→ **Stored items**:
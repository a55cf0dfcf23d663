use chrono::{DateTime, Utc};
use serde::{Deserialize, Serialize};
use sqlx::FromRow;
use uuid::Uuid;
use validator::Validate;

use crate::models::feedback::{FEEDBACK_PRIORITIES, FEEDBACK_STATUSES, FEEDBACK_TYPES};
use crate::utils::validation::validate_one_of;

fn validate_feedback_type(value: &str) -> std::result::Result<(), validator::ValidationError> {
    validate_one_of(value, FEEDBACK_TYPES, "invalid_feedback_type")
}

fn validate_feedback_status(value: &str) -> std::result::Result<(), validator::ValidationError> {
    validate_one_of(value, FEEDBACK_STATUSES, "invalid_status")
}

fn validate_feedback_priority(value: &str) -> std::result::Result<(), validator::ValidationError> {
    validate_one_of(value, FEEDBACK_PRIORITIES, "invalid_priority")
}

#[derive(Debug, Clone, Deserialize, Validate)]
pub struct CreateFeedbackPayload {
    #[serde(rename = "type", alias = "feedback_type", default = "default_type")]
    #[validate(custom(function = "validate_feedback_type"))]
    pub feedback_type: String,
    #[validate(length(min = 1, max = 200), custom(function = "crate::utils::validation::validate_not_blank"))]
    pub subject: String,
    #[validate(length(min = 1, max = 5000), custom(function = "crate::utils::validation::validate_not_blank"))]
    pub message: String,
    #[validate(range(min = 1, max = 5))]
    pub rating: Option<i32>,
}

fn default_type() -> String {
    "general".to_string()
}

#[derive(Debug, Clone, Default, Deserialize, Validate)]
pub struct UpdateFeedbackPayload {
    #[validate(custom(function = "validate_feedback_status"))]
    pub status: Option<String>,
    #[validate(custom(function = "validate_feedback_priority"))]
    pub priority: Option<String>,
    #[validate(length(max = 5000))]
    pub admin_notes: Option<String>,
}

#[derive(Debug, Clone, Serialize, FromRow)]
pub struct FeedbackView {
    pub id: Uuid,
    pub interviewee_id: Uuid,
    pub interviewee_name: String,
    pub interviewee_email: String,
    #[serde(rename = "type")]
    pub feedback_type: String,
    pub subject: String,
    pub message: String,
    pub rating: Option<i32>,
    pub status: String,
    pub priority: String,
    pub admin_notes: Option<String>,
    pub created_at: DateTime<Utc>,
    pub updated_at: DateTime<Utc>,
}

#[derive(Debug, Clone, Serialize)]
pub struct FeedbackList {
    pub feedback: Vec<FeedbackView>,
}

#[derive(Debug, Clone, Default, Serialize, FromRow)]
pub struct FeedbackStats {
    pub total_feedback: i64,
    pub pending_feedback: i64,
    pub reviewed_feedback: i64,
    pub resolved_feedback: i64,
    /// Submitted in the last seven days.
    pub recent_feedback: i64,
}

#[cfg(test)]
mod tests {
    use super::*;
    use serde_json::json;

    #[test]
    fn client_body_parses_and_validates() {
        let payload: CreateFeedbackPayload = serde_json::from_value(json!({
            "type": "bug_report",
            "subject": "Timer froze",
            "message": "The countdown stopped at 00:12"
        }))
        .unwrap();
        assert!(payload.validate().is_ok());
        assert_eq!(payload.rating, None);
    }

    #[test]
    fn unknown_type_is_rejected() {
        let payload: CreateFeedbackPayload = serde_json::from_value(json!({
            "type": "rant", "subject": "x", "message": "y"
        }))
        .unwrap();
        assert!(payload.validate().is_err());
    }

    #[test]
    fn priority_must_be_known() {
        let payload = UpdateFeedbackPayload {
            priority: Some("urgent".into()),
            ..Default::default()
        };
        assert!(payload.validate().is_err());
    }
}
--
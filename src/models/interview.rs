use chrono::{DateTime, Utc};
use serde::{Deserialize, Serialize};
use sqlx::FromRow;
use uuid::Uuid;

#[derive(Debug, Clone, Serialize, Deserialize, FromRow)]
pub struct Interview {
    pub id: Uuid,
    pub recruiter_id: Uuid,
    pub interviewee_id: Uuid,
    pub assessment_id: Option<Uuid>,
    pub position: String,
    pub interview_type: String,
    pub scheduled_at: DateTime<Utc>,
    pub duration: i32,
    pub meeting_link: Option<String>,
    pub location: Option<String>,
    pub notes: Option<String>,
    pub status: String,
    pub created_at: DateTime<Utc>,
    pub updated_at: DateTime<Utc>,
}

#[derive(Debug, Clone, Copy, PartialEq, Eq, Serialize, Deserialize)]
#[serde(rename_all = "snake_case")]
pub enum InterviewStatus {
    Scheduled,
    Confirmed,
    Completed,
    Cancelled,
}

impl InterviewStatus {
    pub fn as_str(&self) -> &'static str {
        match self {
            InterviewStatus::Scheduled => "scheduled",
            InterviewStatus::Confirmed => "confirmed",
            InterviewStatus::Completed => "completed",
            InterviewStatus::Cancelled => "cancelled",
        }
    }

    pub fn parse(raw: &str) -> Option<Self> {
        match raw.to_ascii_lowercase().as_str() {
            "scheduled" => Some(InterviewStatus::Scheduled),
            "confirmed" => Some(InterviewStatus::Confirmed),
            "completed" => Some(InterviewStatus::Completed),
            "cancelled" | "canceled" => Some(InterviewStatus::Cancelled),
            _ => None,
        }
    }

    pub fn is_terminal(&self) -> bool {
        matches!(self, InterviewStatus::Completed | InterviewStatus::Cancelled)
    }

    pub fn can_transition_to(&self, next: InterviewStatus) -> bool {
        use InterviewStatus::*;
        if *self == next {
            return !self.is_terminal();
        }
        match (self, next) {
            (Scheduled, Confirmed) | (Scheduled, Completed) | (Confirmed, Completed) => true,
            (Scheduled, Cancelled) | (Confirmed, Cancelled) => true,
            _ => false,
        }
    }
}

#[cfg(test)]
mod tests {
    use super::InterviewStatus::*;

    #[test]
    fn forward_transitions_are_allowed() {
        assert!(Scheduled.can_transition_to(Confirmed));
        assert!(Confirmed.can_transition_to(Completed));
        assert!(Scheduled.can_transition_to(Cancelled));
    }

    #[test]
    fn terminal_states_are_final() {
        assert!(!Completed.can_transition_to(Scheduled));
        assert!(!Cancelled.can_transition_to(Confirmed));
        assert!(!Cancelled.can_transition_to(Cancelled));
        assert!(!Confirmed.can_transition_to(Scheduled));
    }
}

→ **Directions**:
Wherever the line holding "#[validate(range(min = 1, max = 5))]" falls in the entries above, copy exactly from it through the line holding "pub struct UpdateFeedbackPayload", inclusive, and add nothing.

→ **Your response**:
    #[validate(range(min = 1, max = 5))]
    pub rating: Option<i32>,
}

fn default_type() -> String {
    "general".to_string()
}

#[derive(Debug, Clone, Default, Deserialize, Validate)]
pub struct UpdateFeedbackPayload {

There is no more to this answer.